* [REQUIRED ACTION]: Write out each line of the entries below that holds the word "crate".

* [RECORD SET]:

use pindrop_shared::storage::{KeyValueStore, StoreError};
use pindrop_shared::store::Clock;

/// `window.localStorage`. Missing when the browser blocks storage, in
/// which case every access fails and the store starts empty.
pub struct LocalStorage {
    storage: Option<web_sys::Storage>,
}

impl LocalStorage {
    pub fn open() -> Self {
        let storage = web_sys::window().and_then(|w| w.local_storage().ok().flatten());
        if storage.is_none() {
            tracing::warn!("localStorage is unavailable, pins will not survive a reload");
        }
        Self { storage }
    }

    fn backend(&self) -> Result<&web_sys::Storage, StoreError> {
        self.storage
            .as_ref()
            .ok_or_else(|| StoreError::Storage("localStorage unavailable".to_string()))
    }
}

impl KeyValueStore for LocalStorage {
    fn get(&self, key: &str) -> Result<Option<String>, StoreError> {
        self.backend()?
            .get_item(key)
            .map_err(|e| StoreError::Storage(format!("{e:?}")))
    }

    fn set(&mut self, key: &str, value: &str) -> Result<(), StoreError> {
        self.backend()?
            .set_item(key, value)
            .map_err(|e| StoreError::Storage(format!("{e:?}")))
    }
}

/// Epoch milliseconds from `performance.timeOrigin + performance.now()`;
/// `std::time` is not available on wasm32.
#[derive(Debug, Clone, Copy, Default)]
pub struct BrowserClock;

impl Clock for BrowserClock {
    fn now_ms(&self) -> u64 {
        web_sys::window()
            .and_then(|w| w.performance())
            .map(|p| (p.time_origin() + p.now()) as u64)
            .unwrap_or_default()
    }
}
mod api;
mod components;
mod coords;
mod pages;
mod storage;

use dioxus::prelude::*;
use pindrop_shared::config::WidgetConfig;

const CSS: Asset = asset!("/assets/main.css");
const FAVICON: Asset = asset!("/assets/favicon.svg");

#[allow(non_snake_case)]
fn App() -> Element {
    use_context_provider(WidgetConfig::default);

    rsx! {
        document::Link { rel: "icon", r#type: "image/svg+xml", href: FAVICON }
        document::Stylesheet { href: CSS }
        pages::pin_drop::PinDropPage {}
    }
}

fn main() {
    let _ = dioxus::logger::init(tracing::Level::INFO);
    launch(App);
}
use std::collections::HashMap;

use thiserror::Error;

use crate::models::Pin;

#[derive(Debug, Clone, PartialEq, Eq, Error)]
pub enum StoreError {
    #[error("storage backend failed: {0}")]
    Storage(String),
    #[error("stored pins are corrupt: {0}")]
    Corrupt(String),
    #[error("failed to encode pins: {0}")]
    Encode(String),
}

/// String-keyed durable storage, e.g. the browser's `localStorage`.
pub trait KeyValueStore {
    fn get(&self, key: &str) -> Result<Option<String>, StoreError>;
    fn set(&mut self, key: &str, value: &str) -> Result<(), StoreError>;
}

/// In-memory store used natively and in tests.
#[derive(Debug, Clone, Default)]
pub struct MemoryStore {
    entries: HashMap<String, String>,
}

impl MemoryStore {
    pub fn new() -> Self {
        Self::default()
    }

    /// Store pre-seeded with a single raw entry.
    pub fn with_entry(key: &str, value: &str) -> Self {
        let mut entries = HashMap::new();
        entries.insert(key.to_string(), value.to_string());
        Self { entries }
    }

    pub fn raw(&self, key: &str) -> Option<&str> {
        self.entries.get(key).map(String::as_str)
    }
}

impl KeyValueStore for MemoryStore {
    fn get(&self, key: &str) -> Result<Option<String>, StoreError> {
        Ok(self.entries.get(key).cloned())
    }

    fn set(&mut self, key: &str, value: &str) -> Result<(), StoreError> {
        self.entries.insert(key.to_string(), value.to_string());
        Ok(())
    }
}

/// Serialize the whole collection as one JSON array.
pub fn encode_pins(pins: &[Pin]) -> Result<String, StoreError> {
    serde_json::to_string(pins).map_err(|e| StoreError::Encode(e.to_string()))
}

/// Strict decoder: anything but a JSON array of pins is corrupt.
pub fn decode_pins(raw: &str) -> Result<Vec<Pin>, StoreError> {
    serde_json::from_str(raw).map_err(|e| StoreError::Corrupt(e.to_string()))
}
use std::collections::HashSet;

use crate::geocode::{resolve_address, Geocoder};
use crate::models::{LatLng, Pin, PinId};
use crate::storage::{decode_pins, encode_pins, KeyValueStore, StoreError};

/// Storage key holding the whole pin collection.
pub const DEFAULT_STORAGE_KEY: &str = "pins";

/// Millisecond wall clock used to derive pin ids.
pub trait Clock {
    fn now_ms(&self) -> u64;
}

/// Issues time-derived ids that never repeat, even within one millisecond
/// or when the clock steps backwards.
#[derive(Debug, Clone, Default)]
struct IdGenerator {
    last: u64,
    /// Counter for suffixed ids once `last` has reached `u64::MAX`.
    spill: u64,
}

impl IdGenerator {
    fn seeded(pins: &[Pin]) -> Self {
        let last = pins
            .iter()
            .filter_map(|p| p.id.parse::<u64>().ok())
            .max()
            .unwrap_or(0);
        Self { last, spill: 0 }
    }

    /// `taken` reports ids already in use; only consulted once numeric ids
    /// are exhausted.
    fn next(&mut self, now_ms: u64, taken: impl Fn(&str) -> bool) -> PinId {
        if let Some(after) = self.last.checked_add(1) {
            let id = now_ms.max(after);
            self.last = id;
            return id.to_string();
        }
        loop {
            self.spill += 1;
            let id = format!("{now_ms}-{}", self.spill);
            if !taken(&id) {
                return id;
            }
        }
    }
}

/// Handle for an address lookup in flight. Committing it only succeeds
/// while the draft it was taken from is still the current draft.
#[derive(Debug, Clone, PartialEq)]
pub struct PendingSave {
    draft_id: PinId,
    position: LatLng,
}

impl PendingSave {
    pub fn draft_id(&self) -> &str {
        &self.draft_id
    }

    pub fn position(&self) -> LatLng {
        self.position
    }
}

#[derive(Debug, Clone, PartialEq)]
pub enum SaveOutcome {
    Saved(Pin),
    /// The draft was replaced or already saved while the address resolved.
    Superseded,
}

/// Owns the persisted pins and the single draft slot.
pub struct PinStore<S, C> {
    storage: S,
    clock: C,
    key: String,
    pins: Vec<Pin>,
    draft: Option<Pin>,
    ids: IdGenerator,
}

impl<S: KeyValueStore, C: Clock> PinStore<S, C> {
    /// Read the collection under `key`. Missing, unreadable or corrupt data
    /// yields an empty collection.
    pub fn load(storage: S, clock: C, key: impl Into<String>) -> Self {
        let key = key.into();
        let pins = read_pins(&storage, &key);
        tracing::debug!(count = pins.len(), key = %key, "Loaded pins");
        let ids = IdGenerator::seeded(&pins);
        Self {
            storage,
            clock,
            key,
            pins,
            draft: None,
            ids,
        }
    }

    /// Persisted pins in insertion order.
    pub fn list(&self) -> &[Pin] {
        &self.pins
    }

    pub fn get(&self, id: &str) -> Option<&Pin> {
        self.pins.iter().find(|p| p.id == id)
    }

    pub fn draft(&self) -> Option<&Pin> {
        self.draft.as_ref()
    }

    pub fn storage(&self) -> &S {
        &self.storage
    }

    pub fn into_storage(self) -> S {
        self.storage
    }

    /// Start a new draft at `position`, discarding any unsaved one.
    /// Non-finite coordinates are ignored.
    pub fn begin_draft(&mut self, position: LatLng) -> Option<&Pin> {
        if !position.is_finite() {
            tracing::debug!(?position, "Ignoring draft at invalid position");
            return None;
        }
        let now = self.clock.now_ms();
        let pins = &self.pins;
        let id = self.ids.next(now, |id| pins.iter().any(|p| p.id == id));
        if let Some(old) = self.draft.take() {
            tracing::debug!(id = %old.id, "Discarding unsaved draft");
        }
        tracing::debug!(id = %id, lat = position.lat, lng = position.lng, "Draft started");
        self.draft = Some(Pin::draft(id, position));
        self.draft.as_ref()
    }

    /// Overwrite the draft's remark. Returns `false` when there is no draft.
    pub fn set_draft_remark(&mut self, text: impl Into<String>) -> bool {
        match self.draft.as_mut() {
            Some(draft) => {
                draft.remarks = text.into();
                true
            }
            None => false,
        }
    }

    /// First half of a save: snapshot what the address lookup needs.
    pub fn begin_save(&self) -> Option<PendingSave> {
        self.draft.as_ref().map(|d| PendingSave {
            draft_id: d.id.clone(),
            position: d.position(),
        })
    }

    /// Second half of a save: append the draft with its resolved address and
    /// persist. A failed write keeps the draft and leaves the collection
    /// untouched.
    pub fn complete_save(
        &mut self,
        pending: PendingSave,
        address: String,
    ) -> Result<SaveOutcome, StoreError> {
        let draft = match self.draft.as_ref() {
            Some(d) if d.id == pending.draft_id => d,
            _ => {
                tracing::debug!(id = %pending.draft_id, "Dropping address for superseded draft");
                return Ok(SaveOutcome::Superseded);
            }
        };

        let pin = Pin {
            address,
            ..draft.clone()
        };
        let mut pins = self.pins.clone();
        pins.push(pin.clone());
        self.persist(pins)?;
        self.draft = None;
        tracing::debug!(id = %pin.id, "Pin saved");
        Ok(SaveOutcome::Saved(pin))
    }

    /// Resolve the draft's address and save it. `Ok(None)` when there is no
    /// draft.
    pub async fn save_draft<G: Geocoder + ?Sized>(
        &mut self,
        geocoder: &G,
    ) -> Result<Option<Pin>, StoreError> {
        let Some(pending) = self.begin_save() else {
            return Ok(None);
        };
        let address = resolve_address(geocoder, pending.position()).await;
        match self.complete_save(pending, address)? {
            SaveOutcome::Saved(pin) => Ok(Some(pin)),
            SaveOutcome::Superseded => Ok(None),
        }
    }

    /// Remove the pin with `id`. Returns `false` (and writes nothing) when no
    /// pin matches.
    pub fn delete(&mut self, id: &str) -> Result<bool, StoreError> {
        if self.get(id).is_none() {
            return Ok(false);
        }
        let pins: Vec<Pin> = self.pins.iter().filter(|p| p.id != id).cloned().collect();
        self.persist(pins)?;
        tracing::debug!(id = %id, "Pin deleted");
        Ok(true)
    }

    fn persist(&mut self, pins: Vec<Pin>) -> Result<(), StoreError> {
        let raw = encode_pins(&pins)?;
        self.storage.set(&self.key, &raw)?;
        self.pins = pins;
        Ok(())
    }
}

fn read_pins<S: KeyValueStore>(storage: &S, key: &str) -> Vec<Pin> {
    let raw = match storage.get(key) {
        Ok(Some(raw)) => raw,
        Ok(None) => return Vec::new(),
        Err(e) => {
            tracing::warn!(key = %key, error = %e, "Could not read stored pins, starting empty");
            return Vec::new();
        }
    };
    let pins = match decode_pins(&raw) {
        Ok(pins) => pins,
        Err(e) => {
            tracing::warn!(key = %key, error = %e, "Ignoring corrupt stored pins");
            return Vec::new();
        }
    };

    let mut seen = HashSet::new();
    pins.into_iter()
        .filter(|p| {
            let fresh = seen.insert(p.id.clone());
            if !fresh {
                tracing::warn!(id = %p.id, "Dropping stored pin with duplicate id");
            }
            fresh
        })
        .collect()
}
use crate::config::MapConfig;
use crate::models::{LatLng, Pin, PinId};
use crate::storage::{KeyValueStore, StoreError};
use crate::store::{Clock, PendingSave, PinStore, SaveOutcome};
use crate::viewport::Viewport;

/// User intents, independent of how the view reports them.
#[derive(Debug, Clone, PartialEq)]
pub enum Command {
    BeginDraft(LatLng),
    SetDraftRemark(String),
    SaveDraft,
    DeletePin(PinId),
    NavigateTo(PinId),
}

/// Work the caller has to carry out after a dispatch.
#[derive(Debug, Clone, PartialEq)]
pub enum Effect {
    None,
    /// Look up the address, then hand it to [`PinDrop::complete_save`].
    ResolveAddress(PendingSave),
}

#[derive(Debug, Clone, Copy, PartialEq, Eq)]
pub enum MarkerKind {
    Saved,
    Draft,
}

/// Read projection of one pin for the map.
#[derive(Debug, Clone, PartialEq)]
pub struct MarkerView {
    pub kind: MarkerKind,
    pub pin: Pin,
}

/// The widget state: pin store plus the map viewport.
pub struct PinDrop<S, C> {
    store: PinStore<S, C>,
    viewport: Viewport,
    navigate_zoom: u8,
    saving: Option<PinId>,
}

impl<S: KeyValueStore, C: Clock> PinDrop<S, C> {
    pub fn new(store: PinStore<S, C>, config: &MapConfig) -> Self {
        Self {
            store,
            viewport: config.initial_viewport(),
            navigate_zoom: config.clamp_zoom(i32::from(config.navigate_zoom)),
            saving: None,
        }
    }

    pub fn store(&self) -> &PinStore<S, C> {
        &self.store
    }

    pub fn viewport(&self) -> &Viewport {
        &self.viewport
    }

    pub fn viewport_mut(&mut self) -> &mut Viewport {
        &mut self.viewport
    }

    /// Whether the current draft has an address lookup in flight.
    pub fn is_saving(&self) -> bool {
        match (&self.saving, self.store.draft()) {
            (Some(id), Some(draft)) => *id == draft.id,
            _ => false,
        }
    }

    pub fn dispatch(&mut self, command: Command) -> Result<Effect, StoreError> {
        match command {
            Command::BeginDraft(position) => {
                self.store.begin_draft(position);
            }
            Command::SetDraftRemark(text) => {
                self.store.set_draft_remark(text);
            }
            Command::SaveDraft => {
                if self.is_saving() {
                    return Ok(Effect::None);
                }
                if let Some(pending) = self.store.begin_save() {
                    self.saving = Some(pending.draft_id().to_string());
                    return Ok(Effect::ResolveAddress(pending));
                }
            }
            Command::DeletePin(id) => {
                self.store.delete(&id)?;
            }
            Command::NavigateTo(id) => {
                if let Some(pin) = self.store.get(&id) {
                    self.viewport.navigate_to(pin.position(), self.navigate_zoom);
                }
            }
        }
        Ok(Effect::None)
    }

    /// Finish a [`Effect::ResolveAddress`].
    pub fn complete_save(
        &mut self,
        pending: PendingSave,
        address: String,
    ) -> Result<SaveOutcome, StoreError> {
        if self.saving.as_deref() == Some(pending.draft_id()) {
            self.saving = None;
        }
        self.store.complete_save(pending, address)
    }

    /// Saved pins in insertion order, then the draft on top.
    pub fn markers(&self) -> Vec<MarkerView> {
        let saved = self.store.list().iter().map(|pin| MarkerView {
            kind: MarkerKind::Saved,
            pin: pin.clone(),
        });
        let draft = self.store.draft().map(|pin| MarkerView {
            kind: MarkerKind::Draft,
            pin: pin.clone(),
        });
        saved.chain(draft).collect()
    }
}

* [ANSWER TO THIS PROBLEM]:
use crate::models::Pin;
use crate::geocode::{resolve_address, Geocoder};
use crate::models::{LatLng, Pin, PinId};
use crate::storage::{decode_pins, encode_pins, KeyValueStore, StoreError};
use crate::config::MapConfig;
use crate::models::{LatLng, Pin, PinId};
use crate::storage::{KeyValueStore, StoreError};
use crate::store::{Clock, PendingSave, PinStore, SaveOutcome};
use crate::viewport::Viewport;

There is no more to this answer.